Websites Spying On You Via SSD Activity Should Receive a FROST-y Welcome
A New Way To Strip Away Mac Users Privacy
Websites love to spy on anyone who visits them, and are constantly coming up with new ways to do so as users find ways to block them. You might think this could be solved by explicitly asking permission and maybe even offering rewards for allowing sites to track you across the web, but that is far too reasonable for these times. LSOs, cookies, invisible pixels, browser preferences and even mouse movement habits have all been used in the past and now we have something called FROST. The only good news is that this invasion of privacy seems to only work on Apple devices.

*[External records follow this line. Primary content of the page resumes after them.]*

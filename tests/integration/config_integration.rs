//! Integration tests for the layered configuration

use super::test_utils::ENV_LOCK;
use graphdb_loader::config::{ConfigLoader, LoaderConfig};
use std::path::Path;
use tempfile::TempDir;

/// Run `f` with HOME pointed into `temp` and the given variables set, restoring afterwards.
fn with_env<T>(temp: &Path, vars: &[(&str, &str)], f: impl FnOnce() -> T) -> T {
    let _guard = ENV_LOCK.lock();
    let saved: Vec<(String, Option<String>)> = ["HOME", "XDG_CONFIG_HOME"]
        .iter()
        .copied()
        .chain(vars.iter().map(|(k, _)| *k))
        .map(|k| (k.to_string(), std::env::var(k).ok()))
        .collect();

    let home = temp.join("home");
    std::fs::create_dir_all(&home).unwrap();
    std::env::set_var("HOME", &home);
    std::env::remove_var("XDG_CONFIG_HOME");
    for (k, v) in vars {
        std::env::set_var(k, v);
    }

    let result = f();

    for (k, v) in saved {
        match v {
            Some(v) => std::env::set_var(&k, v),
            None => std::env::remove_var(&k),
        }
    }
    result
}

fn write_workspace_file(workspace: &Path, name: &str, content: &str) {
    let dir = workspace.join("config");
    std::fs::create_dir_all(&dir).unwrap();
    std::fs::write(dir.join(name), content).unwrap();
}

#[test]
fn env_specific_workspace_file_is_selected_by_env_var() {
    let temp = TempDir::new().unwrap();
    let workspace = temp.path().join("ws");
    write_workspace_file(
        &workspace,
        "config.toml",
        "[endpoint]\nurl = \"http://base:4444/graphql\"\n[logging]\nlevel = \"warn\"\n",
    );
    write_workspace_file(
        &workspace,
        "staging.toml",
        "[endpoint]\nurl = \"https://staging.example/graphql\"\n",
    );

    let config: LoaderConfig = with_env(temp.path(), &[("GRAPHDB_LOADER_ENV", "staging")], || {
        ConfigLoader::load(&workspace)
    })
    .unwrap();

    assert_eq!(
        config.endpoint.url.as_deref(),
        Some("https://staging.example/graphql")
    );
    assert_eq!(config.logging.level, "warn");
    assert!(config.validate().is_ok());
}

#[test]
fn environment_variables_override_nested_keys() {
    let temp = TempDir::new().unwrap();
    let workspace = temp.path().join("ws");
    write_workspace_file(
        &workspace,
        "config.toml",
        "[endpoint]\nurl = \"http://base:4444/graphql\"\nrequest_timeout_secs = 30\n",
    );

    let config = with_env(
        temp.path(),
        &[("GRAPHDB_LOADER__ENDPOINT__REQUEST_TIMEOUT_SECS", "5")],
        || ConfigLoader::load(&workspace),
    )
    .unwrap();

    assert_eq!(config.endpoint.request_timeout_secs, 5);
    assert_eq!(config.endpoint.url.as_deref(), Some("http://base:4444/graphql"));
}

#[test]
fn invalid_workspace_values_fail_validation() {
    let temp = TempDir::new().unwrap();
    let workspace = temp.path().join("ws");
    write_workspace_file(
        &workspace,
        "config.toml",
        "[endpoint]\nconnect_timeout_secs = 0\n[logging]\noutput = \"syslog\"\n",
    );

    let config = with_env(temp.path(), &[], || ConfigLoader::load(&workspace)).unwrap();
    let errors = config.validate().unwrap_err();
    assert_eq!(errors.len(), 2);
}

FROST uses the activity on your SSD to spy on what other sites you have open, in the browser with the nosey site and and other browsers you happen to have open. It uses a contention side channel leak, looking at the interaction of various processes competing for resources on your system and, with a little JavaScript magic the site can get a good idea what other sites you might be visiting. The JavaScript runs without any interaction from the user, and essentially creates a large enough file on your SSD that when the script accesses it the other sites accessing storage on your SSD has to compete for I/O operations and can reveal data on the other sites.
Ars Technica dives into all of the technical details of FROST here. If you want to know if a site is spying on your other tabs because you are allergic to closing tabs once you are done with them, there are browser extensions which let you browse the files on your local OPFS, thee OPFS Explorer extension is available for Chrome and Firefox. If you see a file around 1GB or so in size, then FROST is snooping around your system.
Now sites have a new way to spy on their visitors: measuring subtle interactions with their solid-state drives. The technique, named FROST (fingerprinting remotely using OPFS-based SSD timing), allows sites to monitor other sites a visitor is viewing and what apps are open on their devices.